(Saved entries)
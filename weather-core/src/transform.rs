use serde_json::{Map, Value};
use thiserror::Error;

use crate::model::{RawWeatherPayload, WeatherRecord, iso_now};

/// Description used for codes missing from [`WEATHER_CODES`].
pub const UNKNOWN_DESCRIPTION: &str = "Unknown";

/// WMO weather interpretation codes understood by the transformer.
pub const WEATHER_CODES: [(i64, &str); 16] = [
    (0, "Clear sky"),
    (1, "Mainly clear"),
    (2, "Partly cloudy"),
    (3, "Cloudy"),
    (45, "Fog"),
    (48, "Depositing rime fog"),
    (51, "Light drizzle"),
    (53, "Moderate drizzle"),
    (55, "Dense drizzle"),
    (61, "Light rain"),
    (63, "Moderate rain"),
    (65, "Heavy rain"),
    (71, "Light snow"),
    (73, "Moderate snow"),
    (75, "Heavy snow"),
    (95, "Thunderstorm"),
];

#[derive(Debug, Error, PartialEq, Eq)]
pub enum TransformError {
    #[error("raw payload is empty")]
    EmptyPayload,
    #[error("raw payload has no `current` section")]
    MissingCurrent,
    #[error("`current` section is not a mapping")]
    InvalidCurrent,
}

/// Flattens a raw API payload into a single [`WeatherRecord`].
#[derive(Debug, Clone, Copy, Default)]
pub struct WeatherTransformer;

impl WeatherTransformer {
    pub fn new() -> Self {
        Self
    }

    pub fn describe(code: Option<i64>) -> &'static str {
        code.and_then(|code| {
            WEATHER_CODES
                .iter()
                .find(|(known, _)| *known == code)
                .map(|(_, description)| *description)
        })
        .unwrap_or(UNKNOWN_DESCRIPTION)
    }

    pub fn transform(&self, raw: &RawWeatherPayload) -> Result<WeatherRecord, TransformError> {
        tracing::info!("starting transformation");

        match build_record(raw) {
            Ok(record) => {
                tracing::info!(message = "transformation completed", rows = 1);
                Ok(record)
            }
            Err(e) => {
                tracing::error!(message = "invalid raw payload", error = %e);
                Err(e)
            }
        }
    }
}

fn build_record(raw: &RawWeatherPayload) -> Result<WeatherRecord, TransformError> {
    if raw.is_empty() {
        return Err(TransformError::EmptyPayload);
    }

    let current = match raw.get("current") {
        Some(Value::Object(current)) => current,
        Some(_) => return Err(TransformError::InvalidCurrent),
        None => return Err(TransformError::MissingCurrent),
    };

    let weather_code = code(current, "weather_code");

    Ok(WeatherRecord {
        timestamp: iso_now(),
        latitude: number(raw.fields(), "latitude"),
        longitude: number(raw.fields(), "longitude"),
        temperature_celsius: number(current, "temperature_2m"),
        precipitation_mm: number(current, "precipitation"),
        weather_code,
        weather_description: WeatherTransformer::describe(weather_code).to_string(),
        wind_speed_kmh: number(current, "wind_speed_10m"),
        relative_humidity: number(current, "relative_humidity_2m"),
        extraction_timestamp: raw.extraction_timestamp().map(str::to_string),
    })
}

// Numbers are copied as-is and numeric strings are parsed. Anything else
// present is dropped with a warning.
fn number(fields: &Map<String, Value>, key: &str) -> Option<f64> {
    let value = fields.get(key)?;
    let parsed = match value {
        Value::Null => return None,
        Value::Number(n) => n.as_f64(),
        Value::String(s) => s.trim().parse().ok(),
        _ => None,
    };
    if parsed.is_none() {
        tracing::warn!(message = "dropping non-numeric value", key, value = %value);
    }
    parsed
}

// Integral floats such as `3.0` are accepted as codes.
fn code(fields: &Map<String, Value>, key: &str) -> Option<i64> {
    let value = fields.get(key)?;
    if value.is_null() {
        return None;
    }
    let parsed = value.as_i64().or_else(|| {
        number(fields, key)
            .filter(|f| f.fract() == 0.0 && f.abs() < i64::MAX as f64)
            .map(|f| f as i64)
    });
    if parsed.is_none() {
        tracing::warn!(message = "dropping non-integer weather code", key, value = %value);
    }
    parsed
}

#[cfg(test)]
mod tests {
    use super::*;
    use serde_json::json;

    fn payload(value: Value) -> RawWeatherPayload {
        match value {
            Value::Object(fields) => RawWeatherPayload::new(fields),
            other => panic!("not an object: {other}"),
        }
    }

    #[test]
    fn flattens_current_conditions() {
        let raw = payload(json!({
            "latitude": -23.5,
            "longitude": -46.6,
            "current": {
                "temperature_2m": 21.3,
                "precipitation": 0.0,
                "weather_code": 3,
                "wind_speed_10m": 12.1,
                "relative_humidity_2m": 70
            },
            "extraction_timestamp": "2024-01-01T00:00:00"
        }));

        let record = WeatherTransformer::new().transform(&raw).expect("transform should succeed");

        assert_eq!(record.latitude, Some(-23.5));
        assert_eq!(record.longitude, Some(-46.6));
        assert_eq!(record.temperature_celsius, Some(21.3));
        assert_eq!(record.precipitation_mm, Some(0.0));
        assert_eq!(record.weather_code, Some(3));
        assert_eq!(record.weather_description, "Cloudy");
        assert_eq!(record.wind_speed_kmh, Some(12.1));
        assert_eq!(record.relative_humidity, Some(70.0));
        assert_eq!(record.extraction_timestamp.as_deref(), Some("2024-01-01T00:00:00"));
        assert!(!record.timestamp.is_empty());
    }

    #[test]
    fn unmapped_code_is_unknown() {
        let raw = payload(json!({"current": {"weather_code": 999}}));

        let record = WeatherTransformer::new().transform(&raw).unwrap();

        assert_eq!(record.weather_code, Some(999));
        assert_eq!(record.weather_description, UNKNOWN_DESCRIPTION);
    }

    #[test]
    fn integral_float_code_is_described() {
        let raw = payload(json!({"current": {"weather_code": 3.0}}));

        let record = WeatherTransformer::new().transform(&raw).unwrap();

        assert_eq!(record.weather_code, Some(3));
        assert_eq!(record.weather_description, "Cloudy");
    }

    #[test]
    fn numeric_strings_are_copied() {
        let raw = payload(json!({
            "latitude": "-23.5",
            "current": {"relative_humidity_2m": "70", "weather_code": "61"}
        }));

        let record = WeatherTransformer::new().transform(&raw).unwrap();

        assert_eq!(record.latitude, Some(-23.5));
        assert_eq!(record.relative_humidity, Some(70.0));
        assert_eq!(record.weather_code, Some(61));
        assert_eq!(record.weather_description, "Light rain");
    }

    #[test]
    fn unusable_values_become_null() {
        let raw = payload(json!({
            "current": {"temperature_2m": "warm", "weather_code": 2.5, "precipitation": [0.1]}
        }));

        let record = WeatherTransformer::new().transform(&raw).unwrap();

        assert_eq!(record.temperature_celsius, None);
        assert_eq!(record.precipitation_mm, None);
        assert_eq!(record.weather_code, None);
        assert_eq!(record.weather_description, UNKNOWN_DESCRIPTION);
    }

    #[test]
    fn missing_fields_become_null() {
        let raw = payload(json!({"current": {"temperature_2m": null}}));

        let record = WeatherTransformer::new().transform(&raw).unwrap();

        assert_eq!(record.latitude, None);
        assert_eq!(record.longitude, None);
        assert_eq!(record.temperature_celsius, None);
        assert_eq!(record.precipitation_mm, None);
        assert_eq!(record.weather_code, None);
        assert_eq!(record.weather_description, UNKNOWN_DESCRIPTION);
        assert_eq!(record.wind_speed_kmh, None);
        assert_eq!(record.relative_humidity, None);
        assert_eq!(record.extraction_timestamp, None);
    }

    #[test]
    fn empty_payload_is_rejected() {
        let err = WeatherTransformer::new()
            .transform(&RawWeatherPayload::default())
            .unwrap_err();
        assert_eq!(err, TransformError::EmptyPayload);
    }

    #[test]
    fn payload_without_current_is_rejected() {
        let raw = payload(json!({"latitude": 1.0, "extraction_success": true}));
        let err = WeatherTransformer::new().transform(&raw).unwrap_err();
        assert_eq!(err, TransformError::MissingCurrent);
    }

    #[test]
    fn non_mapping_current_is_rejected() {
        let raw = payload(json!({"current": [21.3]}));
        let err = WeatherTransformer::new().transform(&raw).unwrap_err();
        assert_eq!(err, TransformError::InvalidCurrent);
    }

    #[test]
    fn code_table_has_sixteen_distinct_entries() {
        let mut codes: Vec<_> = WEATHER_CODES.iter().map(|(code, _)| *code).collect();
        codes.dedup();
        assert_eq!(codes.len(), 16);

        for (code, description) in WEATHER_CODES {
            assert_eq!(WeatherTransformer::describe(Some(code)), description);
        }
        assert_eq!(WeatherTransformer::describe(None), UNKNOWN_DESCRIPTION);
    }
}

◆ **WHAT THE TASK ASKS**
Retype only the lines above between the line with "use serde_json::json;" and the line with "assert_eq!(record.temperature_celsius, Some(21.3));", counting those two lines as well, and keep every character as it is.

◆ **RESPONSE AREA**
    use serde_json::json;

    fn payload(value: Value) -> RawWeatherPayload {
        match value {
            Value::Object(fields) => RawWeatherPayload::new(fields),
            other => panic!("not an object: {other}"),
        }
    }

    #[test]
    fn flattens_current_conditions() {
        let raw = payload(json!({
            "latitude": -23.5,
            "longitude": -46.6,
            "current": {
                "temperature_2m": 21.3,
                "precipitation": 0.0,
                "weather_code": 3,
                "wind_speed_10m": 12.1,
                "relative_humidity_2m": 70
            },
            "extraction_timestamp": "2024-01-01T00:00:00"
        }));

        let record = WeatherTransformer::new().transform(&raw).expect("transform should succeed");

        assert_eq!(record.latitude, Some(-23.5));
        assert_eq!(record.longitude, Some(-46.6));
        assert_eq!(record.temperature_celsius, Some(21.3));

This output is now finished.